Cox South trialed the use of PPBs in 2020 after the idea was proposed at the Innovation Accelerator. The technology has proven to be solid and efficient in engaging swift responses to calls in duress.
According to hospital data, CMCB workplace violence increased significantly from 2019 to 2020, with the pandemic greatly compounding the issue. Total events increased 94 to 162; total assaults 40 to 123; total injuries 17 to 78; and assaults leading to injury increased from 42.5% to 63%.
Those numbers are of great concern to Angie Smith, our CMCB Patient Safety Facilitator, who wants staff to understand that dealing with violence is NOT just “part of the job.”

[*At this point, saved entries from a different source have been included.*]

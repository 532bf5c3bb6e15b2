//! Text output and measurement.
//!
//! [`ext_text_out`] draws a run of characters with optional background
//! fill, clipping, explicit advances, alignment, and decorations.
//! [`text_extent`] measures the same run without drawing. Both ignore a
//! single trailing line feed.

pub mod items;
pub mod measure;
pub mod render;

use bitflags::bitflags;
use thiserror::Error;

pub use measure::text_extent;
pub use render::ext_text_out;

use crate::font::ConversionError;
use crate::geometry::{Point, Rect};

bitflags! {
    /// Per-request output options.
    #[derive(Debug, Clone, Copy, PartialEq, Eq, Default)]
    pub struct TextOutFlags: u32 {
        /// Fill the request rectangle with the background color first.
        const OPAQUE  = 0x0002;
        /// Clip glyphs to the request rectangle.
        const CLIPPED = 0x0004;
    }
}

/// One text output request.
#[derive(Debug, Clone, Copy, PartialEq, Eq)]
pub struct DrawRequest<'a> {
    /// Reference point in logical units.
    pub origin: Point,
    pub flags: TextOutFlags,
    /// Fill/clip rectangle in logical units.
    pub rect: Option<Rect>,
    pub text: &'a str,
    /// Logical advance of each character.
    pub advances: Option<&'a [i32]>,
}

impl<'a> DrawRequest<'a> {
    pub fn new(origin: Point, text: &'a str) -> Self {
        Self {
            origin,
            flags: TextOutFlags::empty(),
            rect: None,
            text,
            advances: None,
        }
    }

    #[must_use]
    pub fn with_flags(mut self, flags: TextOutFlags) -> Self {
        self.flags = flags;
        self
    }

    #[must_use]
    pub fn with_rect(mut self, rect: Rect) -> Self {
        self.rect = Some(rect);
        self
    }

    #[must_use]
    pub fn with_advances(mut self, advances: &'a [i32]) -> Self {
        self.advances = Some(advances);
        self
    }
}

/// Why a text operation failed.
#[derive(Debug, Clone, PartialEq, Eq, Error)]
pub enum TextError {
    #[error("clipping requested without a rectangle")]
    ClipWithoutRect,
    #[error("{got} advances supplied for {expected} characters")]
    AdvanceCount { expected: usize, got: usize },
    #[error("measuring text failed: {0}")]
    Measure(#[source] ConversionError),
    #[error("converting text to native glyphs failed: {0}")]
    Convert(#[from] ConversionError),
    #[error("allocating {0} text items failed")]
    ItemAllocation(usize),
    #[error("text extends past the device coordinate range")]
    CoordinateOverflow,
}

/// Characters of `text` without a single trailing line feed.
pub(crate) fn layout_chars(text: &str) -> Vec<char> {
    let mut chars: Vec<char> = text.chars().collect();
    if chars.last() == Some(&'\n') {
        chars.pop();
    }
    chars
}
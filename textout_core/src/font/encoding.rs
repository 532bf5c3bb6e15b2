//! Per-code-page conversion and drawing.
//!
//! Every font is bound to one [`TextEncoding`] when it is created. The
//! encoding turns Unicode text into the font's native glyph codes and picks
//! the surface primitive matching the glyph width (one or two bytes).

use std::fmt;

use thiserror::Error;

use super::native::{NativeChar, NativeFont, TextExtents};
use crate::geometry::Point;
use crate::surface::{CharFormat, Surface, TextItem};

/// Code pages a font can be encoded in.
#[derive(Debug, Clone, Copy, PartialEq, Eq, Hash, Default)]
pub enum CodePage {
    /// ISO 8859-1: code points up to U+00FF map to themselves.
    #[default]
    Latin1,
    /// Symbol fonts: U+F020..=U+F0FF and U+0020..=U+00FF map to the low byte.
    Symbol,
    /// Two-byte fonts addressed directly by the UTF-16 code unit.
    Ucs2,
}

impl CodePage {
    /// The encoding implementation for this code page.
    pub fn encoding(self) -> &'static dyn TextEncoding {
        match self {
            Self::Latin1 => &Latin1,
            Self::Symbol => &Symbol,
            Self::Ucs2 => &Ucs2,
        }
    }
}

/// A character the font cannot represent.
#[derive(Debug, Clone, Copy, PartialEq, Eq, Error)]
#[error("{ch:?} has no glyph in {code_page:?} and the font has no default char")]
pub struct ConversionError {
    pub ch: char,
    pub code_page: CodePage,
}

/// Conversion, measurement, and drawing for one code page.
pub trait TextEncoding: fmt::Debug + Send + Sync {
    fn code_page(&self) -> CodePage;

    /// Native code for `ch`, or `None` when the code page cannot express it.
    fn map_char(&self, ch: char) -> Option<NativeChar>;

    /// Glyph width the surface must use for this font.
    fn char_format(&self, font: &NativeFont) -> CharFormat;

    /// Convert a Unicode run to native codes, substituting the font's
    /// default char for anything unmappable.
    fn to_native(
        &self,
        font: &NativeFont,
        text: &[char],
    ) -> Result<Vec<NativeChar>, ConversionError> {
        text.iter()
            .map(|&ch| {
                self.map_char(ch)
                    .or_else(|| font.default_char())
                    .ok_or(ConversionError {
                        ch,
                        code_page: self.code_page(),
                    })
            })
            .collect()
    }

    fn text_width(&self, font: &NativeFont, chars: &[NativeChar]) -> i32 {
        font.text_width(chars)
    }

    fn text_extents(&self, font: &NativeFont, chars: &[NativeChar]) -> TextExtents {
        font.text_extents(chars)
    }

    /// Draw `chars` in one call with the pen starting at `origin`.
    fn draw_string(
        &self,
        surface: &mut dyn Surface,
        font: &NativeFont,
        origin: Point,
        chars: &[NativeChar],
    ) {
        surface.draw_string(font, origin, chars, self.char_format(font));
    }

    /// Draw `items` over `chars` in one call.
    fn draw_text(
        &self,
        surface: &mut dyn Surface,
        font: &NativeFont,
        origin: Point,
        chars: &[NativeChar],
        items: &[TextItem],
    ) {
        surface.draw_text(font, origin, chars, items, self.char_format(font));
    }
}

#[derive(Debug, Clone, Copy)]
struct Latin1;

impl TextEncoding for Latin1 {
    fn code_page(&self) -> CodePage {
        CodePage::Latin1
    }

    fn map_char(&self, ch: char) -> Option<NativeChar> {
        u8::try_from(u32::from(ch)).ok().map(NativeChar::single)
    }

    fn char_format(&self, _font: &NativeFont) -> CharFormat {
        CharFormat::Byte
    }
}

#[derive(Debug, Clone, Copy)]
struct Symbol;

impl TextEncoding for Symbol {
    fn code_page(&self) -> CodePage {
        CodePage::Symbol
    }

    fn map_char(&self, ch: char) -> Option<NativeChar> {
        match u32::from(ch) {
            c @ (0x20..=0xff | 0xf020..=0xf0ff) => Some(NativeChar::single(c as u8)),
            _ => None,
        }
    }

    fn char_format(&self, _font: &NativeFont) -> CharFormat {
        CharFormat::Byte
    }
}

#[derive(Debug, Clone, Copy)]
struct Ucs2;

impl TextEncoding for Ucs2 {
    fn code_page(&self) -> CodePage {
        CodePage::Ucs2
    }

    fn map_char(&self, ch: char) -> Option<NativeChar> {
        u16::try_from(u32::from(ch)).ok().map(NativeChar::from_code)
    }

    fn char_format(&self, _font: &NativeFont) -> CharFormat {
        CharFormat::Wide
    }
}
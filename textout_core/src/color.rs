//! Solid colors for text, background fills, and decorations.

/// 24-bit RGB color.
#[derive(Debug, Clone, Copy, PartialEq, Eq, Hash, Default)]
pub struct Rgb {
    pub r: u8,
    pub g: u8,
    pub b: u8,
}

impl Rgb {
    pub const BLACK: Self = Self::new(0, 0, 0);
    pub const WHITE: Self = Self::new(0xff, 0xff, 0xff);

    pub const fn new(r: u8, g: u8, b: u8) -> Self {
        Self { r, g, b }
    }

    /// Opaque RGBA bytes.
    pub const fn to_rgba(self) -> [u8; 4] {
        [self.r, self.g, self.b, 0xff]
    }
}
//! Server-side font description: glyph ranges, per-character metrics, and
//! named properties.
//!
//! This is the windowing library's view of a font. Glyphs are addressed by
//! one or two bytes; single-byte fonts keep `byte1` at zero. When the font
//! carries no per-character table every glyph shares `min_bounds`.

use std::collections::HashMap;
use std::ops::RangeInclusive;

/// Handle identifying a font on the drawing surface.
#[derive(Debug, Clone, Copy, PartialEq, Eq, Hash, Default)]
pub struct FontId(pub u32);

/// A glyph index in the font's native encoding.
#[derive(Debug, Clone, Copy, PartialEq, Eq, Hash, Default)]
pub struct NativeChar {
    /// High byte (row) for two-byte fonts, zero otherwise.
    pub byte1: u8,
    /// Low byte (column).
    pub byte2: u8,
}

impl NativeChar {
    pub const fn single(byte: u8) -> Self {
        Self {
            byte1: 0,
            byte2: byte,
        }
    }

    pub const fn double(byte1: u8, byte2: u8) -> Self {
        Self { byte1, byte2 }
    }

    /// Both bytes as one 16-bit code.
    pub const fn code(self) -> u16 {
        ((self.byte1 as u16) << 8) | self.byte2 as u16
    }

    pub const fn from_code(code: u16) -> Self {
        Self::double((code >> 8) as u8, code as u8)
    }
}

/// Metrics of one glyph, in pixels except `attributes`.
#[derive(Debug, Clone, Copy, PartialEq, Eq, Default)]
pub struct CharMetrics {
    /// Left edge of the ink relative to the pen position.
    pub lbearing: i16,
    /// Right edge of the ink relative to the pen position.
    pub rbearing: i16,
    /// Pen advance.
    pub width: i16,
    /// Ink extent above the baseline.
    pub ascent: i16,
    /// Ink extent below the baseline.
    pub descent: i16,
    /// Advance in 1/1000 em, used for scalable (rotated) rendering.
    pub attributes: u16,
}

impl CharMetrics {
    /// A glyph whose ink fills its whole cell.
    pub const fn cell(width: i16, ascent: i16, descent: i16, attributes: u16) -> Self {
        Self {
            lbearing: 0,
            rbearing: width,
            width,
            ascent,
            descent,
            attributes,
        }
    }

    /// A glyph with an advance but no ink (space and control characters).
    pub const fn blank(width: i16, attributes: u16) -> Self {
        Self {
            lbearing: 0,
            rbearing: 0,
            width,
            ascent: 0,
            descent: 0,
            attributes,
        }
    }

    /// Whether drawing this glyph marks any pixels.
    pub const fn has_ink(&self) -> bool {
        self.rbearing > self.lbearing && self.ascent + self.descent > 0
    }
}

/// Named font properties consulted for decorations.
#[derive(Debug, Clone, Copy, PartialEq, Eq, Hash)]
pub enum FontProperty {
    UnderlinePosition,
    UnderlineThickness,
    StrikeoutAscent,
    StrikeoutDescent,
}

/// Result of an extents query over a run of native characters.
#[derive(Debug, Clone, Copy, PartialEq, Eq, Default)]
pub struct TextExtents {
    pub ascent: i32,
    pub descent: i32,
    pub width: i32,
}

/// A font as the windowing library describes it.
#[derive(Debug, Clone, PartialEq, Eq)]
pub struct NativeFont {
    id: FontId,
    pub ascent: i32,
    pub descent: i32,
    byte1: RangeInclusive<u8>,
    byte2: RangeInclusive<u8>,
    default_char: Option<u16>,
    per_char: Option<Vec<CharMetrics>>,
    min_bounds: CharMetrics,
    properties: HashMap<FontProperty, i64>,
}

impl NativeFont {
    /// A single-byte font covering `0..=255` where every glyph shares
    /// `bounds`.
    pub fn new(id: FontId, ascent: i32, descent: i32, bounds: CharMetrics) -> Self {
        Self {
            id,
            ascent,
            descent,
            byte1: 0..=0,
            byte2: 0..=u8::MAX,
            default_char: None,
            per_char: None,
            min_bounds: bounds,
            properties: HashMap::new(),
        }
    }

    /// Restrict the row range (two-byte fonts).
    #[must_use]
    pub fn with_byte1_range(mut self, range: RangeInclusive<u8>) -> Self {
        self.byte1 = range;
        self
    }

    /// Restrict the column range.
    #[must_use]
    pub fn with_byte2_range(mut self, range: RangeInclusive<u8>) -> Self {
        self.byte2 = range;
        self
    }

    /// Install a per-character table, indexed row-major over the byte
    /// ranges. Returns `None` when the table size does not match.
    pub fn with_per_char(mut self, metrics: Vec<CharMetrics>) -> Option<Self> {
        if metrics.len() != self.glyph_count() {
            return None;
        }
        self.per_char = Some(metrics);
        Some(self)
    }

    #[must_use]
    pub fn with_default_char(mut self, code: u16) -> Self {
        self.default_char = Some(code);
        self
    }

    #[must_use]
    pub fn with_property(mut self, property: FontProperty, value: i64) -> Self {
        self.properties.insert(property, value);
        self
    }

    pub fn id(&self) -> FontId {
        self.id
    }

    /// Glyph substituted for characters the font lacks.
    pub fn default_char(&self) -> Option<NativeChar> {
        self.default_char.map(NativeChar::from_code)
    }

    /// Whether the font has rows beyond zero.
    pub fn is_two_byte(&self) -> bool {
        *self.byte1.end() > 0
    }

    pub fn property(&self, property: FontProperty) -> Option<i64> {
        self.properties.get(&property).copied()
    }

    /// Whether `c` addresses a glyph inside the font's ranges.
    pub fn contains(&self, c: NativeChar) -> bool {
        self.byte1.contains(&c.byte1) && self.byte2.contains(&c.byte2)
    }

    fn glyph_count(&self) -> usize {
        range_len(&self.byte1) * range_len(&self.byte2)
    }

    fn index_of(&self, c: NativeChar) -> Option<usize> {
        if !self.contains(c) {
            return None;
        }
        let row = usize::from(c.byte1 - self.byte1.start());
        let col = usize::from(c.byte2 - self.byte2.start());
        Some(row * range_len(&self.byte2) + col)
    }

    fn lookup(&self, c: NativeChar) -> Option<CharMetrics> {
        let idx = self.index_of(c)?;
        match &self.per_char {
            Some(table) => table.get(idx).copied(),
            None => Some(self.min_bounds),
        }
    }

    /// Metrics for `c`, falling back to the default char, then to an empty
    /// glyph.
    pub fn metrics(&self, c: NativeChar) -> CharMetrics {
        self.lookup(c)
            .or_else(|| self.default_char().and_then(|d| self.lookup(d)))
            .unwrap_or_default()
    }

    /// Sum of pen advances.
    pub fn text_width(&self, chars: &[NativeChar]) -> i32 {
        chars
            .iter()
            .fold(0i32, |w, &c| w.saturating_add(i32::from(self.metrics(c).width)))
    }

    /// Font-wide ascent and descent plus the summed advance.
    pub fn text_extents(&self, chars: &[NativeChar]) -> TextExtents {
        TextExtents {
            ascent: self.ascent,
            descent: self.descent,
            width: self.text_width(chars),
        }
    }
}

fn range_len(range: &RangeInclusive<u8>) -> usize {
    if range.is_empty() {
        0
    } else {
        usize::from(range.end() - range.start()) + 1
    }
}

“A lot of WPV events are underreported as staff don’t feel like they would be supported or don’t feel like they would be able to do anything about it,” Smith says. “The biggest part of being in health care now is not only being able to give excellent care to your patient you’ve been assigned and to make them feel safe, but to also feel safe yourself as their primary caregiver.”
“I look at our WPV numbers daily, and I am hoping along with our already great team of Security personnel, this will just be an added benefit for our staff to help ensure their safety while being the best for those who need them,” she says.
Lynne Yaggy, VP of Clinical Services and CNO, applauds the Skaggs Foundation for being a constant support to hospital initiatives.
“We cannot thank them enough for being here when we need them,” Yaggy says. “When we asked for help to bring this technology to Branson, they didn’t hesitate. Their commitment to this community and our hospital team is appreciated more than we could ever say. We’re very, very grateful.”